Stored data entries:
⟨
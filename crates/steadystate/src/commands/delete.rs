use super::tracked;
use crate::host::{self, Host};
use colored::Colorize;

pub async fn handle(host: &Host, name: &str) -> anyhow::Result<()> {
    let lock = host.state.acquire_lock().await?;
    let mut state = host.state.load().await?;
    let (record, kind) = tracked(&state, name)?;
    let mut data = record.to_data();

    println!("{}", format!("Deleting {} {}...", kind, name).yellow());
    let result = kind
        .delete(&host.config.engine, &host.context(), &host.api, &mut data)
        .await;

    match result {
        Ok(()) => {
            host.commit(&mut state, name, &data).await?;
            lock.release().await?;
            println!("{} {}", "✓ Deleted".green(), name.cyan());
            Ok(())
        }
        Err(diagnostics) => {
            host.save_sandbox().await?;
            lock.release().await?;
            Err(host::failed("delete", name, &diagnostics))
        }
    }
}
⟩
⟨
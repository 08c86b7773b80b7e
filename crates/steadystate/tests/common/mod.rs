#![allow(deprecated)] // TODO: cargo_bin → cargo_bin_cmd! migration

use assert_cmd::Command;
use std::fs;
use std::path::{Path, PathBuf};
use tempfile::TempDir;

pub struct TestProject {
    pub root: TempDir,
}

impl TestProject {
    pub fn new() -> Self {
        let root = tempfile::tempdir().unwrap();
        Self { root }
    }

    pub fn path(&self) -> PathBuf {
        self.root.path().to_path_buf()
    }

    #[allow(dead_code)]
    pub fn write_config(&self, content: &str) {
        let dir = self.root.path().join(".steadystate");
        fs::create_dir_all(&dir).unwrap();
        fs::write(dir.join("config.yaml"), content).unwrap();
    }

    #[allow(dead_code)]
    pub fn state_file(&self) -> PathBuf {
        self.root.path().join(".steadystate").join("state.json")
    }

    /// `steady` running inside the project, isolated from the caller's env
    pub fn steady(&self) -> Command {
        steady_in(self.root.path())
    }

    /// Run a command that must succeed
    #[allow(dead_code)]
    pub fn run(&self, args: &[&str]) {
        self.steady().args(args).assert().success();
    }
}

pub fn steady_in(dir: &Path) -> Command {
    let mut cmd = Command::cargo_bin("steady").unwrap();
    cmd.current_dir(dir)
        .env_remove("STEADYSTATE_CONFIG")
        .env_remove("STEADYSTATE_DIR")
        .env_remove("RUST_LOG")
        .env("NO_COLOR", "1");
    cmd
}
⟩
● Task directions:
Print exactly the lines above, between the one holding "filename crates/steadystate/src/commands/delete.rs" and the one holding "let mut data = record.to_data();", inclusive, and nothing besides.

● Answer space:
filename crates/steadystate/src/commands/delete.rs
use super::tracked;
use crate::host::{self, Host};
use colored::Colorize;

pub async fn handle(host: &Host, name: &str) -> anyhow::Result<()> {
    let lock = host.state.acquire_lock().await?;
    let mut state = host.state.load().await?;
    let (record, kind) = tracked(&state, name)?;
    let mut data = record.to_data();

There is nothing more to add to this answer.